▶ **DIRECTIONS**
The following data has a line with "定位主图像 → 解码 →" and a line with "mod source;". Write out exactly those lines and all the lines between them.

Saved entries
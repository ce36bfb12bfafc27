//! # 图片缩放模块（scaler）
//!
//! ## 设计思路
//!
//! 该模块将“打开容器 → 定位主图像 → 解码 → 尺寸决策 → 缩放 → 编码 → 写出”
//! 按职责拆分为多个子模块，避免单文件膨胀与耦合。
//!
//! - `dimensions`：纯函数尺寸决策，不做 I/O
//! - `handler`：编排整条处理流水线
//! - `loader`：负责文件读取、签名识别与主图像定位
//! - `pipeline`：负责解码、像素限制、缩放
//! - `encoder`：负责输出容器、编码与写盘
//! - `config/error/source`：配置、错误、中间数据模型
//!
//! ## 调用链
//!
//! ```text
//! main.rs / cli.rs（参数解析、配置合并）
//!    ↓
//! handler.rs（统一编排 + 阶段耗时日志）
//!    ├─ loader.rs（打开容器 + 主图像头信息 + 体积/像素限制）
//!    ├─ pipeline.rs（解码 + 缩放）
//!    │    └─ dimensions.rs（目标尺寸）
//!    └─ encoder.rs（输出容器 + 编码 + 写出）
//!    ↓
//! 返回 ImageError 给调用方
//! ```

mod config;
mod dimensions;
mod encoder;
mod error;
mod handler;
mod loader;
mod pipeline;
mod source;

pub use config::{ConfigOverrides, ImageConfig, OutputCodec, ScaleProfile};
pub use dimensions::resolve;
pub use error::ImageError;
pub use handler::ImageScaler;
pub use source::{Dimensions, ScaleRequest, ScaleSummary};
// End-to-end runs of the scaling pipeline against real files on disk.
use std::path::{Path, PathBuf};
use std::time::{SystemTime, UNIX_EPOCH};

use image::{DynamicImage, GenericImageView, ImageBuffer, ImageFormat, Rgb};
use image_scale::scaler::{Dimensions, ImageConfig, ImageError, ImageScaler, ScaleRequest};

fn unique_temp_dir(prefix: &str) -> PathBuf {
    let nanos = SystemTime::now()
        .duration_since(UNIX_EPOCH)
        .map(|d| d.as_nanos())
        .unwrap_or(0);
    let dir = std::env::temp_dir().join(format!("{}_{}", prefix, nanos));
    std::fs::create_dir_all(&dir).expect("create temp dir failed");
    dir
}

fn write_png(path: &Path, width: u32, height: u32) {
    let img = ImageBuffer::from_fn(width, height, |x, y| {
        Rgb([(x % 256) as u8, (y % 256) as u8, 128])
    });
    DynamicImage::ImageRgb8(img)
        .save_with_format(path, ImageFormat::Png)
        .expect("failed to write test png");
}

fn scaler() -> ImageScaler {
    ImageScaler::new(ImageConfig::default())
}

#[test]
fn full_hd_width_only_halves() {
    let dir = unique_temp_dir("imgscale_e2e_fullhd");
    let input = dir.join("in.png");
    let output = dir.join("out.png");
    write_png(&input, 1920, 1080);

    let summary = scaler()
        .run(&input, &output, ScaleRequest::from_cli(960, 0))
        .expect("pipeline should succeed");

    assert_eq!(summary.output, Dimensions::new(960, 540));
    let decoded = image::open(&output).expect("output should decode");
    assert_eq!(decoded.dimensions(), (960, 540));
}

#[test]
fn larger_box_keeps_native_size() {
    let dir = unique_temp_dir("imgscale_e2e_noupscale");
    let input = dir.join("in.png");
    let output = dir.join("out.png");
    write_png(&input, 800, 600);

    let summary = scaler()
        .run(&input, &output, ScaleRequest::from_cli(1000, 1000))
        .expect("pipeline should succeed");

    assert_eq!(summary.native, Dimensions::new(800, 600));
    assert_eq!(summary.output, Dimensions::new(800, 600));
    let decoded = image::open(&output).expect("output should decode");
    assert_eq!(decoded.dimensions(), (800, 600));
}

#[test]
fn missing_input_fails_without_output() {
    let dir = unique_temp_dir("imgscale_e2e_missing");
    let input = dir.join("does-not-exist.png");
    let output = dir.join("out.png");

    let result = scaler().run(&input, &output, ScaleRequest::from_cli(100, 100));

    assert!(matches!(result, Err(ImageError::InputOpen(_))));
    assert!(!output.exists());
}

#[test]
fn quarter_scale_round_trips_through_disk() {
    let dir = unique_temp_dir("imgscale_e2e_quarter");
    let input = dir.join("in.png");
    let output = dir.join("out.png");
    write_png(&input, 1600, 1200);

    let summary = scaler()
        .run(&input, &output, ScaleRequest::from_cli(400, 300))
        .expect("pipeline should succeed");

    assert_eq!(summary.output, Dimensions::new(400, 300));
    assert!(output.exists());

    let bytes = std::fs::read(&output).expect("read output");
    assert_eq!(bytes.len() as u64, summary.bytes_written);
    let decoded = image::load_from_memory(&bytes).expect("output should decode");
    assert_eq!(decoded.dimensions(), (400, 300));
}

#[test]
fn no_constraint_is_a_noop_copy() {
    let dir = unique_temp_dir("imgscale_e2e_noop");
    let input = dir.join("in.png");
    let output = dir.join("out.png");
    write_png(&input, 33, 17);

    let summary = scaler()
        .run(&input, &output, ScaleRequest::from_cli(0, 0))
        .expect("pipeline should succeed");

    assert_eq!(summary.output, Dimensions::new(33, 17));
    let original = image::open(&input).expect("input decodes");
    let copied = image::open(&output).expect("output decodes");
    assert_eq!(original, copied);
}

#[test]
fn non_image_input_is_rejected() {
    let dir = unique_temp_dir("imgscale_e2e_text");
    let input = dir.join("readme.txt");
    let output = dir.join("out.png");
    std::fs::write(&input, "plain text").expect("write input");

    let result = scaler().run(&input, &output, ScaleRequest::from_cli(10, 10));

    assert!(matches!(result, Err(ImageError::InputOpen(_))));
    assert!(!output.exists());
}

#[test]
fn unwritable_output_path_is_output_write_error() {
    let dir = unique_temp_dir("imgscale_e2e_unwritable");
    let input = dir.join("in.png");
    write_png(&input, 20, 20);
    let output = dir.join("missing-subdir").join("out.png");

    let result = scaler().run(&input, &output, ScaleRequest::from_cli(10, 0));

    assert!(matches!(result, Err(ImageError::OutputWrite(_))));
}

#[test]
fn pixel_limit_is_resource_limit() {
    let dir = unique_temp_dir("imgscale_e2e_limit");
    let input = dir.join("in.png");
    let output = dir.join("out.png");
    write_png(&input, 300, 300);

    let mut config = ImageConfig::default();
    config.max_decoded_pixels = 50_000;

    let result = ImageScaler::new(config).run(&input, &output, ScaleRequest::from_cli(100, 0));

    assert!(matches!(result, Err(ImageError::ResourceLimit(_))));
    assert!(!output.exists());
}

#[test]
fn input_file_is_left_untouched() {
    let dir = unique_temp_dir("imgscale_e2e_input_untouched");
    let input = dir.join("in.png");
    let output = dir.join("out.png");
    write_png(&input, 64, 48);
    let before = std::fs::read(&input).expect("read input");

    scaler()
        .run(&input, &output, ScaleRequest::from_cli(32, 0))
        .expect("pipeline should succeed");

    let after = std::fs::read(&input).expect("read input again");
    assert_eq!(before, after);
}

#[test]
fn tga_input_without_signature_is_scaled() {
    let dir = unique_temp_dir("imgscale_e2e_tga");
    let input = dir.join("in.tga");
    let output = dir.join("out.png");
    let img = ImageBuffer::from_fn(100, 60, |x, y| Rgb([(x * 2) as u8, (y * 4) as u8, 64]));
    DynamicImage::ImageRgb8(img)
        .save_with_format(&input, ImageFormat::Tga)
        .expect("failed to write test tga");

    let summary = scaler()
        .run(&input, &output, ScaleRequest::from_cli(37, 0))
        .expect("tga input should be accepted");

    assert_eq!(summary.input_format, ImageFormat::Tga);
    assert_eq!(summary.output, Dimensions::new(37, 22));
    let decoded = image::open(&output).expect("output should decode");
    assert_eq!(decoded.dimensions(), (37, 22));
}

▶ **ANSWER TO THIS PROBLEM**
//! 该模块将“打开容器 → 定位主图像 → 解码 → 尺寸决策 → 缩放 → 编码 → 写出”
//! 按职责拆分为多个子模块，避免单文件膨胀与耦合。
//!
//! - `dimensions`：纯函数尺寸决策，不做 I/O
//! - `handler`：编排整条处理流水线
//! - `loader`：负责文件读取、签名识别与主图像定位
//! - `pipeline`：负责解码、像素限制、缩放
//! - `encoder`：负责输出容器、编码与写盘
//! - `config/error/source`：配置、错误、中间数据模型
//!
//! ## 调用链
//!
//! ```text
//! main.rs / cli.rs（参数解析、配置合并）
//!    ↓
//! handler.rs（统一编排 + 阶段耗时日志）
//!    ├─ loader.rs（打开容器 + 主图像头信息 + 体积/像素限制）
//!    ├─ pipeline.rs（解码 + 缩放）
//!    │    └─ dimensions.rs（目标尺寸）
//!    └─ encoder.rs（输出容器 + 编码 + 写出）
//!    ↓
//! 返回 ImageError 给调用方
//! ```

mod config;
mod dimensions;
mod encoder;
mod error;
mod handler;
mod loader;
mod pipeline;
mod source;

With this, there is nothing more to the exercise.